Exercise goal: Only one thing is required: the number of lines in the entries below that contain "format".

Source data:
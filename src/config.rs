// src/config.rs
//! Pipeline configuration.
//!
//! Defaults are safe for production; a TOML file can override any subset:
//!
//! ```toml
//! chunk_size = 65536
//! compression_level = 6
//! max_record_len = 67108864
//! ```
//!
//! Nothing here changes the wire format. Padding buckets are fixed constants
//! because configurable buckets would make exports distinguishable by size.

use crate::consts::{
    BLOCK_LEN, DEFAULT_CHUNK_SIZE, DEFAULT_COMPRESSION_LEVEL, DEFAULT_MAX_RECORD_LEN,
    MAX_CHUNK_SIZE, MAX_COMPRESSION_LEVEL, MIN_CHUNK_SIZE,
};
use crate::error::BackupError;
use serde::Deserialize;
use std::path::Path;

#[derive(Debug, Clone, PartialEq, Eq, Deserialize)]
#[serde(default, deny_unknown_fields)]
pub struct BackupConfig {
    /// Bytes each streaming stage reads or writes at a time.
    pub chunk_size: usize,
    /// gzip level, 0 (store) to 9 (best).
    pub compression_level: u32,
    /// Largest single record accepted on export or import.
    pub max_record_len: u32,
}

impl Default for BackupConfig {
    fn default() -> Self {
        Self {
            chunk_size: DEFAULT_CHUNK_SIZE,
            compression_level: DEFAULT_COMPRESSION_LEVEL,
            max_record_len: DEFAULT_MAX_RECORD_LEN,
        }
    }
}

impl BackupConfig {
    #[must_use]
    pub fn new() -> Self {
        Self::default()
    }

    #[must_use]
    pub fn with_chunk_size(mut self, chunk_size: usize) -> Self {
        self.chunk_size = chunk_size;
        self
    }

    #[must_use]
    pub fn with_compression_level(mut self, level: u32) -> Self {
        self.compression_level = level;
        self
    }

    #[must_use]
    pub fn with_max_record_len(mut self, max_record_len: u32) -> Self {
        self.max_record_len = max_record_len;
        self
    }

    pub fn validate(&self) -> Result<(), BackupError> {
        if !(MIN_CHUNK_SIZE..=MAX_CHUNK_SIZE).contains(&self.chunk_size) {
            return Err(BackupError::Config(format!(
                "chunk_size must be in {MIN_CHUNK_SIZE}..={MAX_CHUNK_SIZE}, got {}",
                self.chunk_size
            )));
        }
        if self.compression_level > MAX_COMPRESSION_LEVEL {
            return Err(BackupError::Config(format!(
                "compression_level must be at most {MAX_COMPRESSION_LEVEL}, got {}",
                self.compression_level
            )));
        }
        if self.max_record_len == 0 {
            return Err(BackupError::Config("max_record_len must be positive".into()));
        }
        Ok(())
    }

    /// Parse and validate a TOML document. Missing keys keep their defaults.
    pub fn from_toml_str(text: &str) -> Result<Self, BackupError> {
        let config: Self = toml::from_str(text)
            .map_err(|e| BackupError::Config(format!("invalid TOML: {e}")))?;
        config.validate()?;
        Ok(config)
    }

    /// Read, parse and validate a TOML file.
    pub fn load(path: impl AsRef<Path>) -> Result<Self, BackupError> {
        let path = path.as_ref();
        let text = std::fs::read_to_string(path)
            .map_err(|e| BackupError::Config(format!("cannot read {}: {e}", path.display())))?;
        Self::from_toml_str(&text)
    }

    /// Chunk size rounded down to whole AES blocks.
    #[inline]
    pub(crate) fn block_chunk(&self) -> usize {
        (self.chunk_size / BLOCK_LEN).max(1) * BLOCK_LEN
    }
}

Written reply: 5